__Description of the task__. All lines of the records below that contain the word "BufReader" must be listed.

__Provided records__.
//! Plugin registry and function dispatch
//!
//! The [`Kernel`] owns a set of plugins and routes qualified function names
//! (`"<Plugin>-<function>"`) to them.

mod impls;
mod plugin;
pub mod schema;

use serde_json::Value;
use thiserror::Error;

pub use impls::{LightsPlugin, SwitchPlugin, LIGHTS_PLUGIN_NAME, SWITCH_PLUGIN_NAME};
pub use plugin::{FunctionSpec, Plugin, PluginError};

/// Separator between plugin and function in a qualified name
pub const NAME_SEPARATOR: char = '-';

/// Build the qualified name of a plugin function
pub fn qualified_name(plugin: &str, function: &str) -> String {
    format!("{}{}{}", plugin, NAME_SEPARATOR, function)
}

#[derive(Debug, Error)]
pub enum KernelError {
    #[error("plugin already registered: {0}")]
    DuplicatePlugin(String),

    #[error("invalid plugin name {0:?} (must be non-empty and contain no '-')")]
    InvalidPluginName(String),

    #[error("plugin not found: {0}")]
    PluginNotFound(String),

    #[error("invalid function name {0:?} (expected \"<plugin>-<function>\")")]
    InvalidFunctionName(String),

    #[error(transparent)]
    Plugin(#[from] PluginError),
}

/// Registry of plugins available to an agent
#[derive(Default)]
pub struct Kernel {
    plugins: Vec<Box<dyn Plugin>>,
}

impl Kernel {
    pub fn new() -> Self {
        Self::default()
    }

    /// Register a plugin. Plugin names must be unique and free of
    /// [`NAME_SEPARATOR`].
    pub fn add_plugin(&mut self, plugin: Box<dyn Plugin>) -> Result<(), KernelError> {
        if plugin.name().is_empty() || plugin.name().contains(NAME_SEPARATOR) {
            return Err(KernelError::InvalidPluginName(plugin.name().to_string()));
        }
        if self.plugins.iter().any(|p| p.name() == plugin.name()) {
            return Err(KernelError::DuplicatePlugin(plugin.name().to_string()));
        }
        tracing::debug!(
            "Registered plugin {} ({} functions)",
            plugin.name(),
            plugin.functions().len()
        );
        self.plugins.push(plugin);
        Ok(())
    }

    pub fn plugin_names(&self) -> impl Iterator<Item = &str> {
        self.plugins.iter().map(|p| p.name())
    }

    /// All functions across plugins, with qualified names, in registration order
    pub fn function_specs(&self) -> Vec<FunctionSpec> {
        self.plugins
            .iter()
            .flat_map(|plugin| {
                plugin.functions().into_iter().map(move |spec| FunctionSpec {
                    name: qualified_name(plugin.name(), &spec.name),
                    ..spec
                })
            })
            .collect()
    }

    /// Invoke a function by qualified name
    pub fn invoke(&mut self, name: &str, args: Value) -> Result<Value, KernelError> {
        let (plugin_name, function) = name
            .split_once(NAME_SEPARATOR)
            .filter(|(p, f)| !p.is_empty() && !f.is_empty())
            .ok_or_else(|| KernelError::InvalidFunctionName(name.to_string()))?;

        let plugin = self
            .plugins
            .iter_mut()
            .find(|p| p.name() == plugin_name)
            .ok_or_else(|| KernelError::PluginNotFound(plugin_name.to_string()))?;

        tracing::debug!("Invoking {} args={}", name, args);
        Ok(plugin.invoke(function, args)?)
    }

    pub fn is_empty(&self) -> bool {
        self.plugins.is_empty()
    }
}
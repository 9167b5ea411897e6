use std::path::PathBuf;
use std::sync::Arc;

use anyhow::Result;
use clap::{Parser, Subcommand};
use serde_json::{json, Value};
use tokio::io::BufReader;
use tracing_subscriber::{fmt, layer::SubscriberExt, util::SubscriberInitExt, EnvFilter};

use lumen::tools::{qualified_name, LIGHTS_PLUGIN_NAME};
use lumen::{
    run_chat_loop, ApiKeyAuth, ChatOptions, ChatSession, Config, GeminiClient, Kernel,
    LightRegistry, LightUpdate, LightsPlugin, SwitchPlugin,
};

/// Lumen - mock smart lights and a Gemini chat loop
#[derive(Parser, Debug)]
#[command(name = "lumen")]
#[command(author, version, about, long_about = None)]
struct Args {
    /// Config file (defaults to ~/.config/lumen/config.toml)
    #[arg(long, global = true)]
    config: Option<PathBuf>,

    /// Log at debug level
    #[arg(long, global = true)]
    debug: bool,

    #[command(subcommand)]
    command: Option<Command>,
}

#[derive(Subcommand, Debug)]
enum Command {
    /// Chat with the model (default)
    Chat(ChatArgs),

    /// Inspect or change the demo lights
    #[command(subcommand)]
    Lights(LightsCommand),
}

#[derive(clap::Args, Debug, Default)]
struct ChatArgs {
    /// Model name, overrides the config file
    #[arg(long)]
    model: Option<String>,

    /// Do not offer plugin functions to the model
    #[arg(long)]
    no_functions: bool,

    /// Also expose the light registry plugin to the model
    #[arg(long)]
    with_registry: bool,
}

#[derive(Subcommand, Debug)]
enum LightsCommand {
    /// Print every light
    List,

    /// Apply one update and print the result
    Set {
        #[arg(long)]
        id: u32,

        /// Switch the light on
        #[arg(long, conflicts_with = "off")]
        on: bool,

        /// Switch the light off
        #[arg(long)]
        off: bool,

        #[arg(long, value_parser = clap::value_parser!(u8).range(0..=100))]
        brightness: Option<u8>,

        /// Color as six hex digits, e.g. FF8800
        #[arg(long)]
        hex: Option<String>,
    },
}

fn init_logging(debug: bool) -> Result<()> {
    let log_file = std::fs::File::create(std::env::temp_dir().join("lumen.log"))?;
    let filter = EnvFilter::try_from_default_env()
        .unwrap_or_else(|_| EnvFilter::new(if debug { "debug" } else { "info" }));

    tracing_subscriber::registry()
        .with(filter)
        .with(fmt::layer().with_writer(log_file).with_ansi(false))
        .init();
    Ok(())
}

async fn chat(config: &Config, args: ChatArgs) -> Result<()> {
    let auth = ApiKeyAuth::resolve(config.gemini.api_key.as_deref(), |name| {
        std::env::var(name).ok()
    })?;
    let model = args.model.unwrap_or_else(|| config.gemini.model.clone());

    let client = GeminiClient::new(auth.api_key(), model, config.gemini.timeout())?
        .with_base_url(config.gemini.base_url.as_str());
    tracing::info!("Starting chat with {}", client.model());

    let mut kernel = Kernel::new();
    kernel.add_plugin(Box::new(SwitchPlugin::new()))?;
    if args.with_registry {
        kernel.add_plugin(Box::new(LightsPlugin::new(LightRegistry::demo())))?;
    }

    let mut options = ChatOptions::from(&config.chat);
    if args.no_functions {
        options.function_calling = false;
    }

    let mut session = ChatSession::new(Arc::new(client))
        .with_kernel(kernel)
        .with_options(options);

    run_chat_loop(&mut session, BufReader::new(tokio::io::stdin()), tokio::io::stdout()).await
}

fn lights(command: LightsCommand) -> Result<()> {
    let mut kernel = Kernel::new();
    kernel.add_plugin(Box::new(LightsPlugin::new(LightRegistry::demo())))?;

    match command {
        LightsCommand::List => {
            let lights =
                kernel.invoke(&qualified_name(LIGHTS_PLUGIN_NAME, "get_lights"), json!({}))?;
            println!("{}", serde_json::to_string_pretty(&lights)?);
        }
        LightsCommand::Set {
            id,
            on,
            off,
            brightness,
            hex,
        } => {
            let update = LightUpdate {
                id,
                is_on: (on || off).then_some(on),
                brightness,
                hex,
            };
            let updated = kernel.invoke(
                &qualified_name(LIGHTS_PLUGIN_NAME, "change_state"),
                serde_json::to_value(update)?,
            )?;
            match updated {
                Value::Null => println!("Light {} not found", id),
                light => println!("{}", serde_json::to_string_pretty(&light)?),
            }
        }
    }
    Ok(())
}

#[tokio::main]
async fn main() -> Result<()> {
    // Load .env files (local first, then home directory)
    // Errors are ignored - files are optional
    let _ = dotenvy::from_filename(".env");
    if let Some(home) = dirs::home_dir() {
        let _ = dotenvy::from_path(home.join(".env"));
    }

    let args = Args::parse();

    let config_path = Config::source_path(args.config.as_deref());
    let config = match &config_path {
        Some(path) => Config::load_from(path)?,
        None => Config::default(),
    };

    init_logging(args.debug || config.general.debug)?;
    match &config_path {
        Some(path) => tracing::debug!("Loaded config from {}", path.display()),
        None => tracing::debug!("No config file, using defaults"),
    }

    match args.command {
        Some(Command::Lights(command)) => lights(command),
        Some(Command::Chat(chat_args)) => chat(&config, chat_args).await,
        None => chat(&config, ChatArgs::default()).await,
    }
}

==

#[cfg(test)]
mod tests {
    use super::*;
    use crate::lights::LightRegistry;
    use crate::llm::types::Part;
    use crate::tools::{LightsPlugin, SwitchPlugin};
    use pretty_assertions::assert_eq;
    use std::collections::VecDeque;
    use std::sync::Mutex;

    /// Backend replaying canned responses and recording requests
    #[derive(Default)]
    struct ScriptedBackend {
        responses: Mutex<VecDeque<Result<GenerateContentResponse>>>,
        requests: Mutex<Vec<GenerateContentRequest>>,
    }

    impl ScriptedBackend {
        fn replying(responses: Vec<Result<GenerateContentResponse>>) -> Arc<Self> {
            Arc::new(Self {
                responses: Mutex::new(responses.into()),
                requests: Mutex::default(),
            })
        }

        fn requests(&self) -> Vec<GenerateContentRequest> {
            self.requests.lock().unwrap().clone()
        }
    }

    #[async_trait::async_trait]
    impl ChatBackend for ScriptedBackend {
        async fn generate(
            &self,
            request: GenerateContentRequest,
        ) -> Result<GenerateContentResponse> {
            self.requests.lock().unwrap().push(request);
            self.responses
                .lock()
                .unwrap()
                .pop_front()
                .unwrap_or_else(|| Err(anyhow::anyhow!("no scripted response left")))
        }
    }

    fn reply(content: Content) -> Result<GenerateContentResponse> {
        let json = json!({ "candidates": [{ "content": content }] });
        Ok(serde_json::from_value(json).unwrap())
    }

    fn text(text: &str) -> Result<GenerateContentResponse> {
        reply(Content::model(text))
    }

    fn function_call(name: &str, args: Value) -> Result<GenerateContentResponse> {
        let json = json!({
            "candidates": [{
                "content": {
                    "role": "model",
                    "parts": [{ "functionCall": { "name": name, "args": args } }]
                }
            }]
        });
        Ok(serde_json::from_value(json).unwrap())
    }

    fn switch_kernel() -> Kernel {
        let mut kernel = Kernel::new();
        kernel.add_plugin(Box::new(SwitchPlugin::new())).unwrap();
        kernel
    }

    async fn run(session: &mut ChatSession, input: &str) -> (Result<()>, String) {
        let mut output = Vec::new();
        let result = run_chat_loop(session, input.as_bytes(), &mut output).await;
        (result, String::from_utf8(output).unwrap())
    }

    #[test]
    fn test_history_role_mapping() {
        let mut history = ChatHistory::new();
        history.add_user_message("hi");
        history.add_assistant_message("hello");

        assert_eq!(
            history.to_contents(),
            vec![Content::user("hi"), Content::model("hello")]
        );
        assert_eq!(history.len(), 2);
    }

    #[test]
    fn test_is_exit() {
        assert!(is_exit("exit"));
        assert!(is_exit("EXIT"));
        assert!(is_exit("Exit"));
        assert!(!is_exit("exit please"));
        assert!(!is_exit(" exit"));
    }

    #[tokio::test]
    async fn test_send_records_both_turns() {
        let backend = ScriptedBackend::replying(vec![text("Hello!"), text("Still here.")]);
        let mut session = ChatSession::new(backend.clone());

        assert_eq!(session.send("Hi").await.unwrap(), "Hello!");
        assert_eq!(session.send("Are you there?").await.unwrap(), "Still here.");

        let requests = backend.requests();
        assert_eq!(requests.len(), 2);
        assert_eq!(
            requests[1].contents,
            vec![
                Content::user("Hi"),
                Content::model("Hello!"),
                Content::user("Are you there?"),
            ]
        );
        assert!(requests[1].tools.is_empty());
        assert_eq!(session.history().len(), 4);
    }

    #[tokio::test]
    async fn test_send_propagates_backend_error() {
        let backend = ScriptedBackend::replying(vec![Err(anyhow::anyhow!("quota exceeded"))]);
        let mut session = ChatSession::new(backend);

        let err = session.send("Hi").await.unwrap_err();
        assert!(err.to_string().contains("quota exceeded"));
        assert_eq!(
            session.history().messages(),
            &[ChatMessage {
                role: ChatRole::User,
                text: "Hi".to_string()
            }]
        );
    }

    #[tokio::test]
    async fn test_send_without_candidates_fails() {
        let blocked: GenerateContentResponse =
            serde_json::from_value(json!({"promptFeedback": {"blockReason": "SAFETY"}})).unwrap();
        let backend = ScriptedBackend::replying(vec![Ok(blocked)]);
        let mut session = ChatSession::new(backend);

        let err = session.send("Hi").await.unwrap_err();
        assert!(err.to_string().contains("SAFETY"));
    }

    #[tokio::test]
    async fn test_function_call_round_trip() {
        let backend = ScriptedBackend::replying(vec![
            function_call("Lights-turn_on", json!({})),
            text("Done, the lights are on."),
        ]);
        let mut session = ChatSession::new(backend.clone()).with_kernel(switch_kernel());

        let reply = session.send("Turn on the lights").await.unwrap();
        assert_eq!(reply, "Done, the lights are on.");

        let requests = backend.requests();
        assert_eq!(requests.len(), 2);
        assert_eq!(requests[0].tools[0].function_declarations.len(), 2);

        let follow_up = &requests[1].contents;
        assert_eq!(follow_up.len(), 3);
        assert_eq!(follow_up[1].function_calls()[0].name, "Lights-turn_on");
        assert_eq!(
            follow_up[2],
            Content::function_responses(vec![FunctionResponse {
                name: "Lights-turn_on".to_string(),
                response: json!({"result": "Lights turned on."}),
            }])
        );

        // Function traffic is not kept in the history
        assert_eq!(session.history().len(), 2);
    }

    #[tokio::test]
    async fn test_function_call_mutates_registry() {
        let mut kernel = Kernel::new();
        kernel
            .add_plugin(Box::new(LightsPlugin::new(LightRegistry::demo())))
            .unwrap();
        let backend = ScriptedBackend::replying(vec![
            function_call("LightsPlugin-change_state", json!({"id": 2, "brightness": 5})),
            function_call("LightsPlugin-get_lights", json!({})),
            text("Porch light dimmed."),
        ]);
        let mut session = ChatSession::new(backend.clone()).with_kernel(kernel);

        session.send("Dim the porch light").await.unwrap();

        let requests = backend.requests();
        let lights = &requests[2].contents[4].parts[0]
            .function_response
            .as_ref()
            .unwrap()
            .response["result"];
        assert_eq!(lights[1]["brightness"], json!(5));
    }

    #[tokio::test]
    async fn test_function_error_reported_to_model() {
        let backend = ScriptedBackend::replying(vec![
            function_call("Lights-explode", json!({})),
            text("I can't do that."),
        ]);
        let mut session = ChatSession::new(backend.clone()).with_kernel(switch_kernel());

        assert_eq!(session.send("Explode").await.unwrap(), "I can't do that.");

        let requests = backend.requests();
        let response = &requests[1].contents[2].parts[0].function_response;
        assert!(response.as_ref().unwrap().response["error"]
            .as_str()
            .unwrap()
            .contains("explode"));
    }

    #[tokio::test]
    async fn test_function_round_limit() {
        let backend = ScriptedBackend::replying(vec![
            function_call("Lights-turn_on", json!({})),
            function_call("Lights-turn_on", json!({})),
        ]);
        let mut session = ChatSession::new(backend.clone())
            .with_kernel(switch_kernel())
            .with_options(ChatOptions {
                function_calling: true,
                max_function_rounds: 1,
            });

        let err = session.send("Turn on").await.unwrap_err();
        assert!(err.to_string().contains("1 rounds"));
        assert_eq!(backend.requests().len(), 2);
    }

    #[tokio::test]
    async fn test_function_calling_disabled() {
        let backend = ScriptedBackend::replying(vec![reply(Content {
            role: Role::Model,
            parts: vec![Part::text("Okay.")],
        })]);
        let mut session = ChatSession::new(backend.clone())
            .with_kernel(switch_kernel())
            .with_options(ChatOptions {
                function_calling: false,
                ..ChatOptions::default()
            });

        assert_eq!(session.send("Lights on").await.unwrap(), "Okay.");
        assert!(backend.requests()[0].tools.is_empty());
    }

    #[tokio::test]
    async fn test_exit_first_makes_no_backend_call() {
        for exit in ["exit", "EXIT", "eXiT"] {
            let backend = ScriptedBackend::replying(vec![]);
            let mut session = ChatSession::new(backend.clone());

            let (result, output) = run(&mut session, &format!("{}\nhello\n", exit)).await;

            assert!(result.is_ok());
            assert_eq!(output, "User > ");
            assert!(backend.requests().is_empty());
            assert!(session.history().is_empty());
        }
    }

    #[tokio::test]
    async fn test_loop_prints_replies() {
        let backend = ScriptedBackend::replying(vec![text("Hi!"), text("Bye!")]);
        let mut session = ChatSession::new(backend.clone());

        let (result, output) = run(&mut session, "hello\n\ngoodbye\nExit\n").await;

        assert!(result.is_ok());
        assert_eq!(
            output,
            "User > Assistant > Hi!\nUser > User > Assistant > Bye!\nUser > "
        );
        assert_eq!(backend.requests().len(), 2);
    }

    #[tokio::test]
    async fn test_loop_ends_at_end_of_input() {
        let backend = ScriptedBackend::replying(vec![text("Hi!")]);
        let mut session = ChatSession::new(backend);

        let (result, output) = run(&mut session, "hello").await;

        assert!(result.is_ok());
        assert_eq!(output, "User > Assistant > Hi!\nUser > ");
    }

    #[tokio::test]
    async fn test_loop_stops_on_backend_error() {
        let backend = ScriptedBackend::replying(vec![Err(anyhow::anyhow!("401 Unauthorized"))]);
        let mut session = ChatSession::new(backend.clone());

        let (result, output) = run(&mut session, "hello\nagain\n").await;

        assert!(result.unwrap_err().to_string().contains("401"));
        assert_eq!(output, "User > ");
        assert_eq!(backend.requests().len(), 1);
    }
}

...

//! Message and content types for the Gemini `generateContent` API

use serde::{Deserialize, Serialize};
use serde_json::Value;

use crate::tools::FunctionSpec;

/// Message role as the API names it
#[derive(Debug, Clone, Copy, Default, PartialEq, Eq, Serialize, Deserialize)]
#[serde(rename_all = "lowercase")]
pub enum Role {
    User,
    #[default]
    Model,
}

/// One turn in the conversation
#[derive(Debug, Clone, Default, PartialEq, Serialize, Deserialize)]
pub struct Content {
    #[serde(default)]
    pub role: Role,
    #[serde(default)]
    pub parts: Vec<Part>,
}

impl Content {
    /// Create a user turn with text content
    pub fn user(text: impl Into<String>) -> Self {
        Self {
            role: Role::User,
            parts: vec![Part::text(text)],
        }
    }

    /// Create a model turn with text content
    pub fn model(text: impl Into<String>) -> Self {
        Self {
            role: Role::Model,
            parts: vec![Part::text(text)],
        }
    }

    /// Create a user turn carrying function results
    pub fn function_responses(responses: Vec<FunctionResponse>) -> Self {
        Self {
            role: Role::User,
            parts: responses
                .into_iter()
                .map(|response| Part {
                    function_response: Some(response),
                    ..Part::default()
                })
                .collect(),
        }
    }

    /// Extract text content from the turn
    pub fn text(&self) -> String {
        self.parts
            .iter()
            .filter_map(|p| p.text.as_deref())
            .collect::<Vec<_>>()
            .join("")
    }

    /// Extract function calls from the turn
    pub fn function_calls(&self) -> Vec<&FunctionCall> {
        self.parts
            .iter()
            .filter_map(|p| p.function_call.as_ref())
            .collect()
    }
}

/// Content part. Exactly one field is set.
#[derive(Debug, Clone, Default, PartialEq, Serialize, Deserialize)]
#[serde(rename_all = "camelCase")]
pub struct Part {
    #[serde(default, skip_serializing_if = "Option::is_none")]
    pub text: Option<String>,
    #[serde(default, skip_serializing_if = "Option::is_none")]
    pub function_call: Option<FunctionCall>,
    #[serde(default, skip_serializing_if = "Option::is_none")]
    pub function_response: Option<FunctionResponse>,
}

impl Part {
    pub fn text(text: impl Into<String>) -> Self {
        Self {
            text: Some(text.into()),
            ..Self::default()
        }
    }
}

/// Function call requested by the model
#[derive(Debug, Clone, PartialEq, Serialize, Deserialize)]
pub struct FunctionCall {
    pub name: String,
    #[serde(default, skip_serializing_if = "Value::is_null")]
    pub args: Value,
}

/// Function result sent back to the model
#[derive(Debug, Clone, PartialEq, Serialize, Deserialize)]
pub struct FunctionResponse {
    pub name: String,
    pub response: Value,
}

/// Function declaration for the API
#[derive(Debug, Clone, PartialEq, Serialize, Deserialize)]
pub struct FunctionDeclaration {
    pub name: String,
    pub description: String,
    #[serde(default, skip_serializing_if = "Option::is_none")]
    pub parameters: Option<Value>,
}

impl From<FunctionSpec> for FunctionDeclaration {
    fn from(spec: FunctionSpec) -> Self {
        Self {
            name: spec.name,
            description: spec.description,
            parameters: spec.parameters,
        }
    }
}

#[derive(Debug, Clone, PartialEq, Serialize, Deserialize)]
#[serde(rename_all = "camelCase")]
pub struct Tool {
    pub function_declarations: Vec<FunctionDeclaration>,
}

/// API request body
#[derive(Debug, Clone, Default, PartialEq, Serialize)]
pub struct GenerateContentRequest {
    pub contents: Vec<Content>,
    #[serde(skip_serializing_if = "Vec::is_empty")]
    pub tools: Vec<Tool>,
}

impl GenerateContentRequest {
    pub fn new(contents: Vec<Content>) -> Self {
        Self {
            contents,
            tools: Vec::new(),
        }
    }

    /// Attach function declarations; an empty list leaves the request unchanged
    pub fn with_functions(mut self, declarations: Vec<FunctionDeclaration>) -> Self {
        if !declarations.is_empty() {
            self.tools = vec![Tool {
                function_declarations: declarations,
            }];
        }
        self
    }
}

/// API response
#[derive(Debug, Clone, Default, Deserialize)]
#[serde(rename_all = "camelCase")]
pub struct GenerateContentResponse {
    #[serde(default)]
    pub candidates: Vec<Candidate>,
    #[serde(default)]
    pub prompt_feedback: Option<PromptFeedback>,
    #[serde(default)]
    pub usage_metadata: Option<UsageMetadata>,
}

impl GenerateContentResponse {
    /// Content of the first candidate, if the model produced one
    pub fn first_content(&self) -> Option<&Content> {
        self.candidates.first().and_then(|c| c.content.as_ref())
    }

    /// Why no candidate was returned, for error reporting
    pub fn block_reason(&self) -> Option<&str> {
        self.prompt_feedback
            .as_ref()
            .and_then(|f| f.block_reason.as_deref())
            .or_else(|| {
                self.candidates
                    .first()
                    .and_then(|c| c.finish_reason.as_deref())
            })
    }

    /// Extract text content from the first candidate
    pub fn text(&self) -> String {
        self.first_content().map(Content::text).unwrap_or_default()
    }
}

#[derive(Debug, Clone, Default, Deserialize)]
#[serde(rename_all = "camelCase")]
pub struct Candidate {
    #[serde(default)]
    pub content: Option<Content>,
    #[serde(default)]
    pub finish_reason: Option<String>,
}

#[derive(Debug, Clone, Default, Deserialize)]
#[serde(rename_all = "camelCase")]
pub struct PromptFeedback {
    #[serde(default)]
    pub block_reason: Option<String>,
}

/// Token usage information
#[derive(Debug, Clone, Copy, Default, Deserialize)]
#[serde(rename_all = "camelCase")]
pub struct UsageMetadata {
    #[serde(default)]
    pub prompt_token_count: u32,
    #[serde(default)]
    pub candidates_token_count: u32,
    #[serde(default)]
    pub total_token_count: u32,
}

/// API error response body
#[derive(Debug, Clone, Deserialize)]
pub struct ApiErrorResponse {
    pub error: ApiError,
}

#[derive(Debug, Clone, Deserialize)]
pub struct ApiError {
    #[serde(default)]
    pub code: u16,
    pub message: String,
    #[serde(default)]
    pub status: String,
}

__Answer box__.
use tokio::io::BufReader;
    run_chat_loop(&mut session, BufReader::new(tokio::io::stdin()), tokio::io::stdout()).await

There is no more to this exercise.